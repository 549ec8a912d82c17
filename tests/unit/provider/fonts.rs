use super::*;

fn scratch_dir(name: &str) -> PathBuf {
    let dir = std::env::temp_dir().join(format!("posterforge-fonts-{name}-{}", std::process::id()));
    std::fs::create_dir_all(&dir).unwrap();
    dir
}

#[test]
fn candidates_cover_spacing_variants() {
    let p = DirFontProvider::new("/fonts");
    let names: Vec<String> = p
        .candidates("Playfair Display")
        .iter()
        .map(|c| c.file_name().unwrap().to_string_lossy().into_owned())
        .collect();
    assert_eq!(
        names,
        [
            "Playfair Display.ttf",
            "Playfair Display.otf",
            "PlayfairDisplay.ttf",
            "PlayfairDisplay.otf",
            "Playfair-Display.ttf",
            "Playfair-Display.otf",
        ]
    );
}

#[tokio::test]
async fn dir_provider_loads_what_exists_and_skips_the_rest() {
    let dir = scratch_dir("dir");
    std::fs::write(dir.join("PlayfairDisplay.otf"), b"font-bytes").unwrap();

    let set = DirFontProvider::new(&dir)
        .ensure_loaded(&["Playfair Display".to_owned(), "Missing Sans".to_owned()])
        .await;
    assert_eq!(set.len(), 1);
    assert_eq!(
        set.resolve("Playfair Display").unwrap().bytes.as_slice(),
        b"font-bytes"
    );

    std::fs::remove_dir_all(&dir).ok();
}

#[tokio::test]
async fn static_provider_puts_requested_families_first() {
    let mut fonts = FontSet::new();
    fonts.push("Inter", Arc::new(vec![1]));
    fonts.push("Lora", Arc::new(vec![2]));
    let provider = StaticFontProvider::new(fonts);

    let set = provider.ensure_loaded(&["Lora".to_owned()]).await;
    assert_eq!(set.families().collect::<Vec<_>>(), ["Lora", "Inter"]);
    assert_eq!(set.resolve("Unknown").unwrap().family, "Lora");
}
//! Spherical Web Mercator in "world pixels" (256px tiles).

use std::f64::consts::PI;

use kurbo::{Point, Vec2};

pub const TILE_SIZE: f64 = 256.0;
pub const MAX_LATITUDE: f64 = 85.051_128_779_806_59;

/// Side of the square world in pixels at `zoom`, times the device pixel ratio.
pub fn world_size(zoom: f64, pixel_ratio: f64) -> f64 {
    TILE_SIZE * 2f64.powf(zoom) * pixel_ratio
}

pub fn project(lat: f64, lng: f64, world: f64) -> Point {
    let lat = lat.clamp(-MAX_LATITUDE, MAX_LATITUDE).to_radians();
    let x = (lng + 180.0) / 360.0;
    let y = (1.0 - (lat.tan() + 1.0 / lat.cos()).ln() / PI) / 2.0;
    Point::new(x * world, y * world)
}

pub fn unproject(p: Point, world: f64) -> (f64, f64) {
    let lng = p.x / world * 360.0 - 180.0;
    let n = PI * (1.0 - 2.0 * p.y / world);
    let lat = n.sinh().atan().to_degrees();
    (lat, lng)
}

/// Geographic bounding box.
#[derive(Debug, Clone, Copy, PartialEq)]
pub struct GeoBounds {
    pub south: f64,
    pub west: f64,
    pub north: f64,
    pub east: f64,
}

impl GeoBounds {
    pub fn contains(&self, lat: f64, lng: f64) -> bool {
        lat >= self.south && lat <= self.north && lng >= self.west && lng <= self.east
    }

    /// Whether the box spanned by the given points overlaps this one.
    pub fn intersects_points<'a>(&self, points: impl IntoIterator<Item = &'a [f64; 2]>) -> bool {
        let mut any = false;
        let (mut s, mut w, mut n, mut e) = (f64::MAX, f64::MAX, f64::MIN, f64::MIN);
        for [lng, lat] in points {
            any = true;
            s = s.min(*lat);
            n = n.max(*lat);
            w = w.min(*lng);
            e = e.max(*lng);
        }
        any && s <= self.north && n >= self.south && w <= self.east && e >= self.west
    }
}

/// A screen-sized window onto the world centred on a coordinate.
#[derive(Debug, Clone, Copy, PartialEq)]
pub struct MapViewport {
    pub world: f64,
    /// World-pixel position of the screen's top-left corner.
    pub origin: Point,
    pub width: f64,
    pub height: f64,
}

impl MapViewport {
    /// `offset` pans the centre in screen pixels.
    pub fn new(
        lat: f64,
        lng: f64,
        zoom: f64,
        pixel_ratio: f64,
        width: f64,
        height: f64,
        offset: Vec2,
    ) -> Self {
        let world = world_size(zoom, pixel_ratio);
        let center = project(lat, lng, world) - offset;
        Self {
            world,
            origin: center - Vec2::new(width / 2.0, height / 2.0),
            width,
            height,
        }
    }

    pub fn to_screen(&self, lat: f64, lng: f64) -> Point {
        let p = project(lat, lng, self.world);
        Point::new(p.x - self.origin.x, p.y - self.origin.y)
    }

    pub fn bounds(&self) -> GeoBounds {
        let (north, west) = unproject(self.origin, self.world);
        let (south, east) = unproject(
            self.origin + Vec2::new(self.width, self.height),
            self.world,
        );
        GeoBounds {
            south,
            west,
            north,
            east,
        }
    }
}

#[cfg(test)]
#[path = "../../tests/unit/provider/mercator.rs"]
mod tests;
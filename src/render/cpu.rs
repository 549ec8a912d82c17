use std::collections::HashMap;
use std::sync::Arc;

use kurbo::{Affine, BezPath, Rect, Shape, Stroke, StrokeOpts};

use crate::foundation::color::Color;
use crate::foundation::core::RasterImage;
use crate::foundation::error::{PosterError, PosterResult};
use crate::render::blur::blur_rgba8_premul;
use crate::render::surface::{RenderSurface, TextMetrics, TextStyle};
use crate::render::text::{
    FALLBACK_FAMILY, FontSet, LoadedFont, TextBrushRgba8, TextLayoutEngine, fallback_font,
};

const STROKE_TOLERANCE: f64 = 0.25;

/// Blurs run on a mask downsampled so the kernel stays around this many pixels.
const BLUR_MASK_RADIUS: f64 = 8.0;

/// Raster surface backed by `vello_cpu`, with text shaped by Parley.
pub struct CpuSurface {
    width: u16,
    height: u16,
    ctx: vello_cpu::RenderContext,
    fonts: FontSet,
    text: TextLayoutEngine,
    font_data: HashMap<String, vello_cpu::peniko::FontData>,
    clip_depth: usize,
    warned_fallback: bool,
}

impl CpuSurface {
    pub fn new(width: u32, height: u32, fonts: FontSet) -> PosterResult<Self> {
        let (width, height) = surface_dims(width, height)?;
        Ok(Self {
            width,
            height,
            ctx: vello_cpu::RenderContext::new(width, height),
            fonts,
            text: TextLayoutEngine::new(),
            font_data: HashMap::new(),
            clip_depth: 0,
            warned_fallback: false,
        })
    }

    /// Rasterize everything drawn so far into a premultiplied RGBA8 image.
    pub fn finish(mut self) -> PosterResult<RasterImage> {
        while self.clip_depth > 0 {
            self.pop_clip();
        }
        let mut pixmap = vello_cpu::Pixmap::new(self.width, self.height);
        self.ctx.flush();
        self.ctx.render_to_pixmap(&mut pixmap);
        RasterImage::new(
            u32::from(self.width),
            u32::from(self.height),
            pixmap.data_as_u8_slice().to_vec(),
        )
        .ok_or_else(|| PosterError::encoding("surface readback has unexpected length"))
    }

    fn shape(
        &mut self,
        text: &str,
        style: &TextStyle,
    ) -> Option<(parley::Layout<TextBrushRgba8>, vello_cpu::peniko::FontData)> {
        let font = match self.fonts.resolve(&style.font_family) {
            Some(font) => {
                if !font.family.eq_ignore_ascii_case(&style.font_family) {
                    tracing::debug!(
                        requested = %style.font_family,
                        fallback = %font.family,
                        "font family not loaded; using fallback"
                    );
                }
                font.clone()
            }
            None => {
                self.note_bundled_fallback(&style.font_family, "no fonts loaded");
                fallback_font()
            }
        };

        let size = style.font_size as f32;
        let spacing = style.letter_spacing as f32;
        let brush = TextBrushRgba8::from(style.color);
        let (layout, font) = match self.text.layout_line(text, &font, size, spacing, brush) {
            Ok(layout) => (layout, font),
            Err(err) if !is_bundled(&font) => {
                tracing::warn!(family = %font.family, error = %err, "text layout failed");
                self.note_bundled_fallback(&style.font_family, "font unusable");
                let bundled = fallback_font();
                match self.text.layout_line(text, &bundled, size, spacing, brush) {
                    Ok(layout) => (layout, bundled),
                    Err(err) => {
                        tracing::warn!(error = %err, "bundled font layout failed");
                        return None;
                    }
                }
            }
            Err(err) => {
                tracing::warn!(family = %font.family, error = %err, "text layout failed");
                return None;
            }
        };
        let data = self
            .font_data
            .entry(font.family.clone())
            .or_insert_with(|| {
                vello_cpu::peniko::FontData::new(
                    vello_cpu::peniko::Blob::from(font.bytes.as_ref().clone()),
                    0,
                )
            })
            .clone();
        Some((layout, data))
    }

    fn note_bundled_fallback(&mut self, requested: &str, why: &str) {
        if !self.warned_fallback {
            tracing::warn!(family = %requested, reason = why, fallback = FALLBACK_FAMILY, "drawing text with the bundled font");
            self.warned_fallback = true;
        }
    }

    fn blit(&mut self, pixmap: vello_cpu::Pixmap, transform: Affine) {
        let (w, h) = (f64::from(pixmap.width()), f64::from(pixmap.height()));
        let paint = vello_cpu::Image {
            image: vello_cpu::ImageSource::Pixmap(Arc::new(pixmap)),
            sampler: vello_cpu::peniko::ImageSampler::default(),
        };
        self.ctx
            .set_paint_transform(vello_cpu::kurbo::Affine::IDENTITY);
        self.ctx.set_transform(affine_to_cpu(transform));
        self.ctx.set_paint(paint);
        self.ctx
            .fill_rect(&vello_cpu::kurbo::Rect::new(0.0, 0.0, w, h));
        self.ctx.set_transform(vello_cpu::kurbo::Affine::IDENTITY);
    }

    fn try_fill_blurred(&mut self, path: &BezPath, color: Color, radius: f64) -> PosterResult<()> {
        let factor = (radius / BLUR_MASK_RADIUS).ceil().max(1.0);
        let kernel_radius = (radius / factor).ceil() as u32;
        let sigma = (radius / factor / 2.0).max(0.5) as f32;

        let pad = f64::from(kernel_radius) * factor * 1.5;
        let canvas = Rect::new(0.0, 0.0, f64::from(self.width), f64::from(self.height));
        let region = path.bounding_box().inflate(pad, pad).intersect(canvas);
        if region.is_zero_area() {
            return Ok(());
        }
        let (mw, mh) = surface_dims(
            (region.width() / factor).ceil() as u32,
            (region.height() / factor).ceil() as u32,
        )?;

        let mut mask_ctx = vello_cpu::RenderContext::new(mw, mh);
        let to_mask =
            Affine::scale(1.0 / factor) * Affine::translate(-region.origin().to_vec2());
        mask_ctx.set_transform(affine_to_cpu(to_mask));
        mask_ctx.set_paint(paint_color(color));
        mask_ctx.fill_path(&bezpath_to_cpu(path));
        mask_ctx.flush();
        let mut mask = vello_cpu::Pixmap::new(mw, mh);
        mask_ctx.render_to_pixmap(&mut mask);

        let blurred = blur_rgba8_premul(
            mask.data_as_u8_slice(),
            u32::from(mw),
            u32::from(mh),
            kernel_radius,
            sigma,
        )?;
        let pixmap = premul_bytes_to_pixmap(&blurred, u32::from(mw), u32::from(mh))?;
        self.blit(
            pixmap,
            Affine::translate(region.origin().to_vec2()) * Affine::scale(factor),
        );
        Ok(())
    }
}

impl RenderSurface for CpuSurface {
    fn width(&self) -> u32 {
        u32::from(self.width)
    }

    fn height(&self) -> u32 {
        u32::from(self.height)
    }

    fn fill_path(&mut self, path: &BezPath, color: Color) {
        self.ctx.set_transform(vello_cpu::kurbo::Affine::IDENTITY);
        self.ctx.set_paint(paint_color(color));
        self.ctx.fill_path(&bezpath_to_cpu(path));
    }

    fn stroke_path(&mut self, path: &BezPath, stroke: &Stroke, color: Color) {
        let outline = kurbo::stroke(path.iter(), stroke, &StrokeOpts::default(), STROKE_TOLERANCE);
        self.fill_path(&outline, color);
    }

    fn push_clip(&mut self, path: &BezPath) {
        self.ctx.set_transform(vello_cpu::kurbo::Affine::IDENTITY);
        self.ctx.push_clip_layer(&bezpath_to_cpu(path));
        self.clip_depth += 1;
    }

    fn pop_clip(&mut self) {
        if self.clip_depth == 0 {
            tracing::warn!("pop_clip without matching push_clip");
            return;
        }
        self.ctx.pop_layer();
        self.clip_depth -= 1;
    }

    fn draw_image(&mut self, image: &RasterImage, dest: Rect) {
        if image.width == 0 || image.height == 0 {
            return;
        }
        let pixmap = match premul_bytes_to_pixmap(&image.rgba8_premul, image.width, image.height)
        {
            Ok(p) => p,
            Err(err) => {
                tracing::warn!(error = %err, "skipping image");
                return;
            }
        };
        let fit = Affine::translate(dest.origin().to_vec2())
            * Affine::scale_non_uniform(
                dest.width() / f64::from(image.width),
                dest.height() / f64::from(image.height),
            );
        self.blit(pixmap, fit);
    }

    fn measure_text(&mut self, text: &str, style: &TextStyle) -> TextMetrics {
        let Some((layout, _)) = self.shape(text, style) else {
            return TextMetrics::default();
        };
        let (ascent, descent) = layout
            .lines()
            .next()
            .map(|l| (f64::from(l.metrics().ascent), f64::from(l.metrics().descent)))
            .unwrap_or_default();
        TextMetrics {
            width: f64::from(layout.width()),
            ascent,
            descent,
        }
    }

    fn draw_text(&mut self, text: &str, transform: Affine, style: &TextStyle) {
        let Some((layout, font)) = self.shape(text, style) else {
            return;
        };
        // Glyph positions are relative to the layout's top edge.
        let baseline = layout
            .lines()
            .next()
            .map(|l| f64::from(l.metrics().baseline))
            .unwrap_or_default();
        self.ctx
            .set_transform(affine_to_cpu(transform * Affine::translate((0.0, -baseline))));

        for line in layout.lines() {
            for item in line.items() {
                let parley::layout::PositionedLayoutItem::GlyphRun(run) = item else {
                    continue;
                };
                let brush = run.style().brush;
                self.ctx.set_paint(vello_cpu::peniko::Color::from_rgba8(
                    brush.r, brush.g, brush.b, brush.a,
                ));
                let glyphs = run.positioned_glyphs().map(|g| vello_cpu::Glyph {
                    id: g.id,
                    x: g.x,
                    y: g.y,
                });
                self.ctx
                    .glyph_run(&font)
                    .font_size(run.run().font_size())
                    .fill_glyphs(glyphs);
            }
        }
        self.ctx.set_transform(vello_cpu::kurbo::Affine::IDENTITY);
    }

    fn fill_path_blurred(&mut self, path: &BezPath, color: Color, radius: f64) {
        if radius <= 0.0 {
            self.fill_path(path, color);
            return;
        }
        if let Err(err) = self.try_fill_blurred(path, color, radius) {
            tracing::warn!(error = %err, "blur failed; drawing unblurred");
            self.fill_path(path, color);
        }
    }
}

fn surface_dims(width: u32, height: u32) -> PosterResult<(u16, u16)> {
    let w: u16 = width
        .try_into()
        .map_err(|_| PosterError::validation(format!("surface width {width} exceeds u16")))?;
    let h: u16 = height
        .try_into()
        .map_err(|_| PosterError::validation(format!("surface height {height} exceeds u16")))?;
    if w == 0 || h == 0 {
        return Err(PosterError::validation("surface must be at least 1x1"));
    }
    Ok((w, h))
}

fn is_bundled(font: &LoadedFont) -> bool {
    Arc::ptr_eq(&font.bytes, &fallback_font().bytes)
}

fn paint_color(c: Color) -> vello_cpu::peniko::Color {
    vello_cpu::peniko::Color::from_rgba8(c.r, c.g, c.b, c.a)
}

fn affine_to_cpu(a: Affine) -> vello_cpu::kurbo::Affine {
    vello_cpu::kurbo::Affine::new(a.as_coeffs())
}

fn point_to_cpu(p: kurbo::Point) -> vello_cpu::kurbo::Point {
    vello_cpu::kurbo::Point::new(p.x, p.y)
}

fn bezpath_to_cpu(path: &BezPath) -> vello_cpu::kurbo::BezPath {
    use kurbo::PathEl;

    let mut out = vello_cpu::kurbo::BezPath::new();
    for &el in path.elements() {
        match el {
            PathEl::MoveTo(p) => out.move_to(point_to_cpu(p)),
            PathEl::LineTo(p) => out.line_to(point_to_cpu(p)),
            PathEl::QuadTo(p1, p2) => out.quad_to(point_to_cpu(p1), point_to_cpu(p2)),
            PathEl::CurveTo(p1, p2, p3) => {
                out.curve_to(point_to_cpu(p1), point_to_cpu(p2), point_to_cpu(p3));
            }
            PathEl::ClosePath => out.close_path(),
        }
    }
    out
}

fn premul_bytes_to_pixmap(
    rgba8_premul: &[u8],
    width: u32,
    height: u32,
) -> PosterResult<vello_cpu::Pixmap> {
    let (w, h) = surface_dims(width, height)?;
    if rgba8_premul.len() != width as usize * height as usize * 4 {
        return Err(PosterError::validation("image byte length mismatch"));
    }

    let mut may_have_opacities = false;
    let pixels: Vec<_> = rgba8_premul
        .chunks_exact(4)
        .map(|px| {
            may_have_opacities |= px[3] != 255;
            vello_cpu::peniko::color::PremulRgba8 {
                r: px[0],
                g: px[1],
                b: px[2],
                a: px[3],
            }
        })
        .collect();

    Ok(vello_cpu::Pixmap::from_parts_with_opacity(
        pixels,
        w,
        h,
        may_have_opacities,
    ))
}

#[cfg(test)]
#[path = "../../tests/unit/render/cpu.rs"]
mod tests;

WHAT YOU NEED TO DO: In the entries above, the lines between the one holding "let y = (1.0" and the one holding "pub fn bounds(&self)", inclusive, are to be printed exactly as written, and those alone.

TASK RESPONSE:
    let y = (1.0 - (lat.tan() + 1.0 / lat.cos()).ln() / PI) / 2.0;
    Point::new(x * world, y * world)
}

pub fn unproject(p: Point, world: f64) -> (f64, f64) {
    let lng = p.x / world * 360.0 - 180.0;
    let n = PI * (1.0 - 2.0 * p.y / world);
    let lat = n.sinh().atan().to_degrees();
    (lat, lng)
}

/// Geographic bounding box.
#[derive(Debug, Clone, Copy, PartialEq)]
pub struct GeoBounds {
    pub south: f64,
    pub west: f64,
    pub north: f64,
    pub east: f64,
}

impl GeoBounds {
    pub fn contains(&self, lat: f64, lng: f64) -> bool {
        lat >= self.south && lat <= self.north && lng >= self.west && lng <= self.east
    }

    /// Whether the box spanned by the given points overlaps this one.
    pub fn intersects_points<'a>(&self, points: impl IntoIterator<Item = &'a [f64; 2]>) -> bool {
        let mut any = false;
        let (mut s, mut w, mut n, mut e) = (f64::MAX, f64::MAX, f64::MIN, f64::MIN);
        for [lng, lat] in points {
            any = true;
            s = s.min(*lat);
            n = n.max(*lat);
            w = w.min(*lng);
            e = e.max(*lng);
        }
        any && s <= self.north && n >= self.south && w <= self.east && e >= self.west
    }
}

/// A screen-sized window onto the world centred on a coordinate.
#[derive(Debug, Clone, Copy, PartialEq)]
pub struct MapViewport {
    pub world: f64,
    /// World-pixel position of the screen's top-left corner.
    pub origin: Point,
    pub width: f64,
    pub height: f64,
}

impl MapViewport {
    /// `offset` pans the centre in screen pixels.
    pub fn new(
        lat: f64,
        lng: f64,
        zoom: f64,
        pixel_ratio: f64,
        width: f64,
        height: f64,
        offset: Vec2,
    ) -> Self {
        let world = world_size(zoom, pixel_ratio);
        let center = project(lat, lng, world) - offset;
        Self {
            world,
            origin: center - Vec2::new(width / 2.0, height / 2.0),
            width,
            height,
        }
    }

    pub fn to_screen(&self, lat: f64, lng: f64) -> Point {
        let p = project(lat, lng, self.world);
        Point::new(p.x - self.origin.x, p.y - self.origin.y)
    }

    pub fn bounds(&self) -> GeoBounds {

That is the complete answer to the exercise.